Researchers of Molecular Physiology Laboratory Optimize Microfluidic Chip Composition for Long-Term Organ-on-a-Chip Cultivation

The Gas Permeability Problem in Microfluidic Systems

Polydimethylsiloxane (PDMS) has long been recognized as an ideal material for microfluidic device fabrication due to its transparency, biocompatibility, elasticity, and bioinertness. However, its high gas permeability creates a significant challenge: when using integrated micropumps, compressed air necessary for valve operation penetrates into the device channels, forming gas bubbles. These bubbles disrupt nutrient medium circulation and lead to cell death, substantially reducing experiment reliability and reproducibility.

"Gas permeability in PDMS is related to the flexibility of its molecular structure: silicon-oxygen chains create microcavities through which gas diffuses into the liquid medium," explains Ivan Khaustov, lead author of the study. "For long-term cell cultivation in organs-on-a-chip, we need to lower this gas permeability while preserving material elasticity and biocompatibility."

Systematic Investigation of Polymerization Parameters

The research team conducted a comprehensive study of how two key factors affect PDMS gas permeability: the base-to-curing-agent ratio (2.5:1, 5:1, 10:1) and polymerization temperature (25°C, 75°C, 125°C). For all parameter combinations, 34 microfluidic chips were fabricated and tested under both static conditions and with an active micropump.

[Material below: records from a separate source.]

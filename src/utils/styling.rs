//! Terminal styling for the pipeline's console output

use console::{style, Emoji};
use std::path::Path;
use std::time::Duration;

// Emoji icons with fallbacks for terminals that don't support them
pub static INFO: Emoji<'_, '_> = Emoji("ℹ️  ", "[*] ");
pub static ROCKET: Emoji<'_, '_> = Emoji("🚀 ", ">> ");
pub static WARN: Emoji<'_, '_> = Emoji("⚠️  ", "[!] ");
pub static CHART: Emoji<'_, '_> = Emoji("📊 ", "");
pub static FOLDER: Emoji<'_, '_> = Emoji("📂 ", "");
pub static TARGET: Emoji<'_, '_> = Emoji("🎯 ", "");
pub static SAVE: Emoji<'_, '_> = Emoji("💾 ", "");
pub static DICE: Emoji<'_, '_> = Emoji("🎲 ", "");
pub static CLOCK: Emoji<'_, '_> = Emoji("⏱️  ", "");

/// Print the application banner
pub fn print_banner(version: &str) {
    let banner = r#"
    ____                    ____  ________
   / __ )____  _  __       / __ \/ __/ __(_)________
  / __  / __ \| |/_/______/ / / / /_/ /_/ / ___/ _ \
 / /_/ / /_/ />  </_____/ /_/ / __/ __/ / /__/  __/
/_____/\____/_/|_|      \____/_/ /_/ /_/\___/\___/
    "#;

    println!();
    println!("{}", style(banner).yellow().bold());
    println!(
        "    {} {}",
        style("$").green().bold(),
        style("Film gross prediction from movie metadata").dim()
    );
    println!("    {}", style(format!("v{}", version)).dim());
    println!("    {}", style("━".repeat(50)).dim());
    println!();
}

/// Settings shown on the configuration card
pub struct ConfigCard<'a> {
    pub input: &'a Path,
    pub target: &'a str,
    pub output: Option<&'a Path>,
    pub test_size: f64,
    pub seed: u64,
}

/// Print configuration card
pub fn print_config(card: &ConfigCard) {
    let box_width = 56;
    let line = "─".repeat(box_width - 2);

    println!("    ┌{}┐", line);
    println!(
        "    │ {}{}│",
        style("⚙️  Configuration").cyan().bold(),
        " ".repeat(box_width - 20)
    );
    println!("    ├{}┤", line);
    println!(
        "    │  {} Input:  {:<39}│",
        FOLDER,
        truncate_path(card.input, 38)
    );
    println!(
        "    │  {} Target: {:<39}│",
        TARGET,
        truncate_string(card.target, 38)
    );
    if let Some(output) = card.output {
        println!("    │  {} Model:  {:<39}│", SAVE, truncate_path(output, 38));
    }
    println!("    ├{}┤", line);
    println!(
        "    │  {} Test size: {:<36}│",
        CHART,
        style(format!("{:.0}%", card.test_size * 100.0)).yellow()
    );
    println!(
        "    │  {} Seed:      {:<36}│",
        DICE,
        style(card.seed).yellow()
    );
    println!("    └{}┘", line);
    println!();
}

/// Print a step header with styling
pub fn print_step_header(step_num: u8, title: &str) {
    println!();
    println!(
        "    {} {} {}",
        style(format!("STEP {}", step_num)).cyan().bold(),
        style("│").dim(),
        style(title).white().bold()
    );
    println!("    {}", style("─".repeat(50)).dim());
}

/// Print a success message
pub fn print_success(message: &str) {
    println!("    {} {}", style("✓").green().bold(), style(message).green());
}

/// Print an info message
pub fn print_info(message: &str) {
    println!("    {} {}", INFO, message);
}

/// Print a warning the user should not miss
pub fn print_warning(message: &str) {
    println!("    {} {}", WARN, style(message).yellow());
}

/// Print how long a step took
pub fn print_step_time(elapsed: Duration) {
    println!(
        "      {} {}",
        CLOCK,
        style(format_duration(elapsed)).dim()
    );
}

/// Print the final completion message
pub fn print_completion(message: &str) {
    println!();
    println!("    {} {}", ROCKET, style(message).green().bold());
    println!();
}

/// Print a styled count message
pub fn print_count(description: &str, count: usize, detail: Option<&str>) {
    if let Some(info) = detail {
        println!(
            "      Found {} {} {}",
            style(count).yellow().bold(),
            description,
            style(info).dim()
        );
    } else {
        println!("      Found {} {}", style(count).yellow().bold(), description);
    }
}

/// Seconds with millisecond precision below a minute, `XmYs` above
pub fn format_duration(elapsed: Duration) -> String {
    let secs = elapsed.as_secs_f64();
    if secs < 60.0 {
        format!("{:.3}s", secs)
    } else {
        let mins = (secs / 60.0).floor();
        format!("{}m{:.0}s", mins, secs - mins * 60.0)
    }
}

// Helper functions

fn truncate_path(path: &Path, max_len: usize) -> String {
    let path_str = path.display().to_string();
    truncate_string(&path_str, max_len)
}

fn truncate_string(s: &str, max_len: usize) -> String {
    if s.chars().count() <= max_len {
        s.to_string()
    } else {
        let tail: String = s
            .chars()
            .rev()
            .take(max_len - 3)
            .collect::<Vec<_>>()
            .into_iter()
            .rev()
            .collect();
        format!("...{}", tail)
    }
}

Results revealed an unexpected pattern: the standard polymerization regime at 75°C with a 10:1 ratio, recommended by the manufacturer, actually led to the fastest gas bubble formation. Conversely, deviating from 75°C in either direction—both higher and lower—substantially reduced material gas permeability.

Optimal Parameters for Organ-on-Chip Systems

Based on a comprehensive analysis, the authors identified a 5:1 ratio at a polymerization temperature of 125 °C as optimal. This combination provides:

• Reduced gas permeability comparable to the 2.5:1 ratio
• Rapid polymerization—just 15 minutes instead of 24 hours at room temperature
• Economical material consumption—less curing agent than standard protocols
• Preserved elasticity of the material, critical for integrated micropump function

Cell Safety Assessment

The authors conducted cytotoxicity tests using two cell lines modeling the placenta. BeWo b30 cell line represents choriocarcinoma cells reproducing trophoblast function, while EA.hy926 cell line represents vascular endothelium. Both cell types were cultured with PDMS extracts at various component ratios.

Results revealed no significant differences in cell viability using the optimized PDMS composition compared to controls. Moreover, when both cell lines were directly cultured in microfluidic chips under optimal polymerization conditions, both populations remained 100% confluent after 7 days with no signs of stress or apoptosis. Vital dye staining (CellTracker Orange) demonstrated that cellular monolayers maintained normal morphology.

Practical Impact for Organ-on-Chip Models

These findings have direct application to developing long-term organ-on-a-chip models. Extended time before gas bubble formation enables longer experiments modeling physiological and pathological processes—from studying preeclampsia mechanisms to testing new pharmaceuticals.

"The optimized PDMS composition allows us to culture cell constructs for two weeks or longer without experimental interruption due to technical issues," noted Evgeny Knyazev, laboratory head. "This is critically important for modeling complex processes requiring extended timeframes for development."

Integration with Other Systems

The work demonstrates that materials engineering optimization in microfluidics directly transforms capabilities for biological research. Results are already being applied in developing integrated microfluidic systems, including multi-chamber setups with micropumps and sensors for simultaneous monitoring of multiple microenvironment parameters.